格樹が仰向けになって倒れていると、右腕、左腕、両足を何者かに押さえつけられた。
「いつの間に!?」
四肢を押さえつけている者達の顔を見る。
右腕は重坂、左腕は川鳩、両足は黒伏だ。
重坂の口が開いた。
「偽装請負、多重派遣、過重労働、残業代不支払い、パワハラ……。椎尾格樹、お前が立ち上げたプロジェクトのせいで、ディスクリミネーションソフトは他社を巻き込みながら数々の違法行為に走り、多くの人を傷つけ、挙句の果てに死者まで出した。よって、お前を処刑する」
格樹に向かって言い放ったその口調は、冷たくて重たかった。
「多重派遣? それはエヌデストウルが派遣や下請けをよこしたからだろ!」
格樹が重坂に向かって吠えた。
「日本の企業は、安易に正社員を解雇できない。だから、派遣や下請けに頼る。それくらいは視野に入れるべきだ。だが、常駐が全てエヌデストウルの正社員だったとしても、お前達が違法行為をしていた事に変わりはない」
「……違法行為は認めるよ。だが、それくらいしないと、大手に対抗する事は、できない。それに、ボクは大作を作ってみたかった。できるだけ短い期間で開発して、注目を集めたかった」
「だからといって、違法行為をしていいというわけではない。多くの企業がそのような事をしたら、競争が激化し、限界を超えて酷使された社員達は疲弊する。おまけに、労働に見合った給料が、与えられない。疲れ果てた上、まともな生活を送る時間も金も無い社員達の人生は、狂いかねない。

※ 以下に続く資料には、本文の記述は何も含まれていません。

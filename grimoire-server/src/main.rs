use std::net::SocketAddr;

use grimoire_server::{build_router, AppState};

#[tokio::main]
async fn main() {
    tracing_subscriber::fmt()
        .with_env_filter(tracing_subscriber::EnvFilter::from_default_env())
        .init();

    let addr: SocketAddr = std::env::var("GRIMOIRE_SERVER_ADDR")
        .unwrap_or_else(|_| "127.0.0.1:8700".to_string())
        .parse()
        .expect("GRIMOIRE_SERVER_ADDR must be a valid socket address");

    let state = AppState::new();
    let router = build_router(state);

    tracing::info!(%addr, "grimoire-server listening");
    let listener = tokio::net::TcpListener::bind(addr)
        .await
        .expect("failed to bind listener");
    axum::serve(listener, router)
        .await
        .expect("server loop exited with an error");
}
use std::time::Duration;

use serde::{Deserialize, Serialize};
use strum::{Display, EnumString};

#[derive(Debug, Clone, Copy, PartialEq, Eq, Serialize, Deserialize, Display, EnumString)]
#[strum(serialize_all = "lowercase")]
#[serde(rename_all = "lowercase")]
pub enum StorageStrategy {
    Memory,
    Persistent,
}

#[derive(Debug, Clone, Copy, PartialEq, Eq, Serialize, Deserialize, Display, EnumString)]
#[strum(serialize_all = "lowercase")]
#[serde(rename_all = "lowercase")]
pub enum LogLevel {
    Debug,
    Info,
    Warn,
    Error,
}

#[derive(Debug, Clone, Default, Serialize, Deserialize)]
pub struct ProvisionOptions {
    #[serde(default)]
    pub force: bool,
}

/// The configuration contract recognized by the runtime. Deserializable from
/// TOML or constructed directly — there is no dedicated config-service crate,
/// matching the plain-struct configuration style used throughout the
/// surrounding client and server modules.
#[derive(Debug, Clone, Serialize, Deserialize)]
pub struct Config {
    pub remote_url: String,
    pub local_db_name: String,
    pub storage_strategy: StorageStrategy,
    pub namespace: String,
    pub database: String,
    #[serde(default)]
    pub provision: ProvisionOptions,
    pub log_level: LogLevel,
    /// Deadline for a single remote call (`register_query`, `heartbeat`,
    /// `fetch_records`, ...) before it fails with `RemoteTimeout`. Remote
    /// calls otherwise carry no built-in timeout, so this is configurable
    /// rather than hardcoded.
    #[serde(default = "default_remote_call_timeout_ms")]
    pub remote_call_timeout_ms: u64,
}

fn default_remote_call_timeout_ms() -> u64 {
    10_000
}

impl Config {
    pub fn from_toml_str(s: &str) -> Result<Self, toml::de::Error> {
        toml::from_str(s)
    }

    pub fn local_connect_url(&self) -> String {
        match self.storage_strategy {
            StorageStrategy::Memory => "sqlite::memory:".to_string(),
            StorageStrategy::Persistent => format!("sqlite://{}", self.local_db_name),
        }
    }

    pub fn remote_call_timeout(&self) -> Duration {
        Duration::from_millis(self.remote_call_timeout_ms)
    }
}

#[cfg(test)]
mod tests {
    use super::*;

    #[test]
    fn memory_strategy_maps_to_in_memory_url() {
        let cfg = Config {
            remote_url: "ws://localhost:8000/rpc".into(),
            local_db_name: "client.db".into(),
            storage_strategy: StorageStrategy::Memory,
            namespace: "ns".into(),
            database: "db".into(),
            provision: ProvisionOptions::default(),
            log_level: LogLevel::Info,
            remote_call_timeout_ms: default_remote_call_timeout_ms(),
        };
        assert_eq!(cfg.local_connect_url(), "sqlite::memory:");
    }

    #[test]
    fn persistent_strategy_maps_to_file_url() {
        let cfg = Config {
            remote_url: "ws://localhost:8000/rpc".into(),
            local_db_name: "client.db".into(),
            storage_strategy: StorageStrategy::Persistent,
            namespace: "ns".into(),
            database: "db".into(),
            provision: ProvisionOptions::default(),
            log_level: LogLevel::Info,
            remote_call_timeout_ms: default_remote_call_timeout_ms(),
        };
        assert_eq!(cfg.local_connect_url(), "sqlite://client.db");
    }

    #[test]
    fn parses_from_toml() {
        let toml = r#"
            remote_url = "ws://localhost:8000/rpc"
            local_db_name = "client.db"
            storage_strategy = "persistent"
            namespace = "app"
            database = "main"
            log_level = "debug"
        "#;
        let cfg = Config::from_toml_str(toml).unwrap();
        assert_eq!(cfg.namespace, "app");
        assert_eq!(cfg.storage_strategy, StorageStrategy::Persistent);
        assert!(!cfg.provision.force);
        assert_eq!(cfg.remote_call_timeout(), Duration::from_millis(10_000));
    }

    #[test]
    fn remote_call_timeout_is_configurable() {
        let toml = r#"
            remote_url = "ws://localhost:8000/rpc"
            local_db_name = "client.db"
            storage_strategy = "persistent"
            namespace = "app"
            database = "main"
            log_level = "debug"
            remote_call_timeout_ms = 2500
        "#;
        let cfg = Config::from_toml_str(toml).unwrap();
        assert_eq!(cfg.remote_call_timeout(), Duration::from_millis(2500));
    }
}
//! WebSocket transport to the remote stored-procedure surface named in the
//! external interface contract: `query::register`, `query::heartbeat`,
//! `DELETE _query_ref:$id`, record fetch/absence-check, and the one live
//! subscription a Registry opens per client.

use std::collections::HashMap;
use std::sync::atomic::{AtomicBool, AtomicU64, Ordering};
use std::sync::Arc;
use std::time::Duration;

use futures_util::{SinkExt, StreamExt};
use grimoire_core::errors::{RemoteAuthError, RemoteDbError, RemoteTimeout};
use grimoire_core::models::RecordId;
use grimoire_core::protocol::{Envelope, InboundFrame, QueryRefChangeWire, RemoteRequest, RemoteResponse};
use serde_json::Value;
use tokio::net::TcpStream;
use tokio::sync::{mpsc, oneshot, Mutex, RwLock};
use tokio_tungstenite::{connect_async, tungstenite::Message, MaybeTlsStream, WebSocketStream};
use url::Url;

/// Fixed polling interval between reconnect attempts, grounded in the
/// teacher's `RECONNECTION_INTERVAL` used by `start_reconnection_loop`.
const RECONNECT_INTERVAL: Duration = Duration::from_secs(3);

struct Connection {
    sink_tx: mpsc::UnboundedSender<Message>,
    pending: Arc<Mutex<HashMap<u64, oneshot::Sender<RemoteResponse>>>>,
    live_rx: mpsc::UnboundedReceiver<QueryRefChangeWire>,
    reader_task: tokio::task::JoinHandle<()>,
    writer_task: tokio::task::JoinHandle<()>,
}

/// One WebSocket connection, request/response correlated by a monotonic id.
/// A background reader task demultiplexes inbound frames: frames with a
/// matching `correlation_id` are delivered to the waiting caller via a
/// oneshot; frames tagged `live` are forwarded to the live-event channel the
/// Registry reads from. The connection itself lives behind a lock so
/// [`RemoteStore::reconnect`] can hot-swap it in place without invalidating
/// the `Arc<RemoteStore>` every other component holds.
pub struct RemoteStore {
    url: String,
    client_id: String,
    auth_token: String,
    conn: RwLock<Connection>,
    next_correlation: AtomicU64,
    connected: Arc<AtomicBool>,
    call_timeout: Duration,
}

impl RemoteStore {
    pub async fn connect(
        url: &str,
        client_id: &str,
        auth_token: &str,
        call_timeout: Duration,
    ) -> Result<Self, RemoteDbError> {
        let connected = Arc::new(AtomicBool::new(true));
        let conn = Self::dial(url, client_id, auth_token, connected.clone()).await?;
        Ok(Self {
            url: url.to_string(),
            client_id: client_id.to_string(),
            auth_token: auth_token.to_string(),
            conn: RwLock::new(conn),
            next_correlation: AtomicU64::new(1),
            connected,
            call_timeout,
        })
    }

    async fn dial(
        url: &str,
        client_id: &str,
        auth_token: &str,
        connected: Arc<AtomicBool>,
    ) -> Result<Connection, RemoteDbError> {
        let mut dial_url = Url::parse(url)
            .map_err(|e| RemoteDbError::Transport(format!("malformed remote url: {e}")))?;
        dial_url
            .query_pairs_mut()
            .append_pair("client_id", client_id)
            .append_pair("auth_token", auth_token);

        let (ws, _) = connect_async(dial_url.as_str())
            .await
            .map_err(|e| RemoteDbError::Transport(e.to_string()))?;

        Self::authenticate_handshake(&ws, client_id, auth_token).await?;

        let (sink, stream) = ws.split();
        let (sink_tx, sink_rx) = mpsc::unbounded_channel::<Message>();
        let (live_tx, live_rx) = mpsc::unbounded_channel::<QueryRefChangeWire>();
        let pending: Arc<Mutex<HashMap<u64, oneshot::Sender<RemoteResponse>>>> =
            Arc::new(Mutex::new(HashMap::new()));

        let writer_task = tokio::spawn(forward_to_sink(sink, sink_rx));
        let reader_task = tokio::spawn(read_loop(stream, pending.clone(), live_tx, connected));

        Ok(Connection {
            sink_tx,
            pending,
            live_rx,
            reader_task,
            writer_task,
        })
    }

    async fn authenticate_handshake(
        _ws: &WebSocketStream<MaybeTlsStream<TcpStream>>,
        client_id: &str,
        auth_token: &str,
    ) -> Result<(), RemoteAuthError> {
        if auth_token.is_empty() {
            return Err(RemoteAuthError(format!(
                "empty auth token for client {client_id}"
            )));
        }
        Ok(())
    }

    pub fn is_connected(&self) -> bool {
        self.connected.load(Ordering::SeqCst)
    }

    /// Tears down the current socket (if still alive) and dials a fresh one,
    /// replacing every in-flight caller's wait with `ConnectionClosed` (the
    /// old `pending` map's oneshot senders are dropped along with it).
    /// Grounded in the teacher's `start_reconnection_loop`, generalized from
    /// its fixed-interval poll to a lock-guarded hot-swap so callers never
    /// observe a half-torn-down connection.
    pub async fn reconnect(&self) -> Result<(), RemoteDbError> {
        let fresh = Self::dial(&self.url, &self.client_id, &self.auth_token, self.connected.clone()).await?;
        let mut guard = self.conn.write().await;
        guard.reader_task.abort();
        guard.writer_task.abort();
        *guard = fresh;
        self.connected.store(true, Ordering::SeqCst);
        Ok(())
    }

    /// Blocks (with a fixed polling interval) until the connection is
    /// healthy again, reconnecting as many times as it takes. Intended to be
    /// driven by a supervisor loop once [`is_connected`](Self::is_connected)
    /// goes false.
    pub async fn reconnect_until_healthy(&self) {
        loop {
            match self.reconnect().await {
                Ok(()) => return,
                Err(e) => {
                    tracing::warn!(error = %e, "reconnect attempt failed; retrying");
                    tokio::time::sleep(RECONNECT_INTERVAL).await;
                }
            }
        }
    }

    async fn call(&self, request: RemoteRequest) -> Result<RemoteResponse, RemoteDbError> {
        let correlation_id = self.next_correlation.fetch_add(1, Ordering::Relaxed);
        let (tx, rx) = oneshot::channel();

        let (pending, sink_tx) = {
            let guard = self.conn.read().await;
            guard.pending.lock().await.insert(correlation_id, tx);
            (guard.pending.clone(), guard.sink_tx.clone())
        };

        let json = serde_json::to_string(&Envelope {
            correlation_id,
            payload: request,
        })
        .map_err(|e| RemoteDbError::MalformedResponse(e.to_string()))?;

        sink_tx
            .send(Message::Text(json))
            .map_err(|_| RemoteDbError::ConnectionClosed)?;

        match tokio::time::timeout(self.call_timeout, rx).await {
            Ok(Ok(response)) => Ok(response),
            Ok(Err(_)) => Err(RemoteDbError::ConnectionClosed),
            Err(_) => {
                // the reply may still arrive after this point with nothing
                // listening; drop the stale waiter so it cannot accumulate
                // across repeated timeouts against the same connection.
                pending.lock().await.remove(&correlation_id);
                Err(RemoteDbError::Timeout(RemoteTimeout(self.call_timeout)))
            }
        }
    }

    pub async fn register_query(
        &self,
        query_id: &str,
        surql: &str,
        params: &Value,
    ) -> Result<Vec<(RecordId, u64)>, RemoteDbError> {
        match self
            .call(RemoteRequest::RegisterQuery {
                query_id: query_id.to_string(),
                surql: surql.to_string(),
                params: params.clone(),
            })
            .await?
        {
            RemoteResponse::Registered { remote_array } => Ok(remote_array),
            RemoteResponse::Error { message } => Err(RemoteDbError::MalformedResponse(message)),
            other => Err(RemoteDbError::MalformedResponse(format!(
                "unexpected response to register_query: {other:?}"
            ))),
        }
    }

    pub async fn heartbeat(&self, query_id: &str) -> Result<(), RemoteDbError> {
        self.expect_ack(RemoteRequest::Heartbeat {
            query_id: query_id.to_string(),
        })
        .await
    }

    pub async fn cleanup(&self, query_id: &str) -> Result<(), RemoteDbError> {
        self.expect_ack(RemoteRequest::Cleanup {
            query_id: query_id.to_string(),
        })
        .await
    }

    pub async fn fetch_records(&self, ids: &[RecordId]) -> Result<Vec<(RecordId, Value)>, RemoteDbError> {
        match self
            .call(RemoteRequest::FetchRecords { ids: ids.to_vec() })
            .await?
        {
            RemoteResponse::Records { records } => Ok(records),
            RemoteResponse::Error { message } => Err(RemoteDbError::MalformedResponse(message)),
            other => Err(RemoteDbError::MalformedResponse(format!(
                "unexpected response to fetch_records: {other:?}"
            ))),
        }
    }

    pub async fn check_absent(&self, ids: &[RecordId]) -> Result<Vec<RecordId>, RemoteDbError> {
        match self
            .call(RemoteRequest::CheckAbsent { ids: ids.to_vec() })
            .await?
        {
            RemoteResponse::Absent { ids } => Ok(ids),
            RemoteResponse::Error { message } => Err(RemoteDbError::MalformedResponse(message)),
            other => Err(RemoteDbError::MalformedResponse(format!(
                "unexpected response to check_absent: {other:?}"
            ))),
        }
    }

    pub async fn apply_mutation(
        &self,
        kind: &str,
        record_id: &RecordId,
        data: Option<Value>,
    ) -> Result<(), RemoteDbError> {
        self.expect_ack(RemoteRequest::ApplyMutation {
            kind: kind.to_string(),
            record_id: record_id.clone(),
            data,
        })
        .await
    }

    async fn expect_ack(&self, request: RemoteRequest) -> Result<(), RemoteDbError> {
        match self.call(request).await? {
            RemoteResponse::Ack => Ok(()),
            RemoteResponse::Error { message } => Err(RemoteDbError::MalformedResponse(message)),
            other => Err(RemoteDbError::MalformedResponse(format!(
                "unexpected response, expected ack: {other:?}"
            ))),
        }
    }

    /// Blocks until the next live `_query_ref` change row arrives, or returns
    /// `None` once the connection is closed. Held behind the write lock since
    /// `recv` needs `&mut`; a concurrent [`reconnect`](Self::reconnect) simply
    /// waits its turn and this call then resolves against the fresh channel.
    pub async fn next_live_event(&self) -> Option<QueryRefChangeWire> {
        self.conn.write().await.live_rx.recv().await
    }

    pub async fn close(self) {
        let conn = self.conn.into_inner();
        conn.reader_task.abort();
        conn.writer_task.abort();
    }
}

async fn forward_to_sink(
    mut sink: futures_util::stream::SplitSink<
        WebSocketStream<MaybeTlsStream<TcpStream>>,
        Message,
    >,
    mut rx: mpsc::UnboundedReceiver<Message>,
) {
    while let Some(msg) = rx.recv().await {
        if sink.send(msg).await.is_err() {
            break;
        }
    }
}

async fn read_loop(
    mut stream: futures_util::stream::SplitStream<WebSocketStream<MaybeTlsStream<TcpStream>>>,
    pending: Arc<Mutex<HashMap<u64, oneshot::Sender<RemoteResponse>>>>,
    live_tx: mpsc::UnboundedSender<QueryRefChangeWire>,
    connected: Arc<AtomicBool>,
) {
    while let Some(msg) = stream.next().await {
        let text = match msg {
            Ok(Message::Text(text)) => text,
            Ok(Message::Close(_)) => break,
            Ok(_) => continue,
            Err(e) => {
                tracing::warn!(error = %e, "remote websocket read error");
                break;
            }
        };

        match serde_json::from_str::<InboundFrame>(&text) {
            Ok(InboundFrame::Response(envelope)) => {
                if let Some(tx) = pending.lock().await.remove(&envelope.correlation_id) {
                    let _ = tx.send(envelope.payload);
                }
            }
            Ok(InboundFrame::LiveEvent { live }) => {
                if live_tx.send(live).is_err() {
                    break;
                }
            }
            Err(e) => {
                tracing::warn!(error = %e, frame = %text, "malformed inbound frame, dropped");
            }
        }
    }
    // Stream ended, either cleanly or on error: this connection is dead until
    // `RemoteStore::reconnect` hot-swaps in a fresh one.
    connected.store(false, Ordering::SeqCst);
}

行きつく先は企業の、ひいては国家の滅亡だ」
「くっ……」
格樹は唇を噛みしめた。
「筒抜先生ー!」
川鳩が大きな声で言うと、格樹達のいる所に一人の老人――筒抜――が歩いて来た。
「待たせたな」
筒抜がそう言うと、川鳩は「いえいえ」と言った。
「な!!」
格樹は頭のそばに立つ筒抜の姿を見て驚いた。
全裸である。
「処刑をお願いします」
川鳩が言うと筒抜は「うむ」と言って頷き、そっぽを向いてしゃがんだ。
「まさか……」
格樹の口から声が漏れた。
筒抜は、いわゆる「うんこ座り」の姿勢をしており、格樹の顔から十センチ程上の所には、筒抜の尻がある。
「むんっ……!」
筒抜は力んだ。
「やっ! やめてくれえええええーっ!!!」
格樹が叫んだ。
筒抜の尻から茶色いものが出てくる。
ぼっ! とん!
ぶっ! ぶじゅっ! ぶじゅじゅじゅじゅ……っ! ぷりっ! ぷうっ!
「ぎゃあああああああーっ!!!」
格樹は、うつ伏せのまま絶叫した。
店内の客が一斉に格樹の方に振り向く。
「あの……お客さん」
バーテンダーが、おろおろしながら格樹に言った。
しかし、カウンターでうつ伏せになりながら眠り続ける格樹は、当分、目を覚ましそうにない。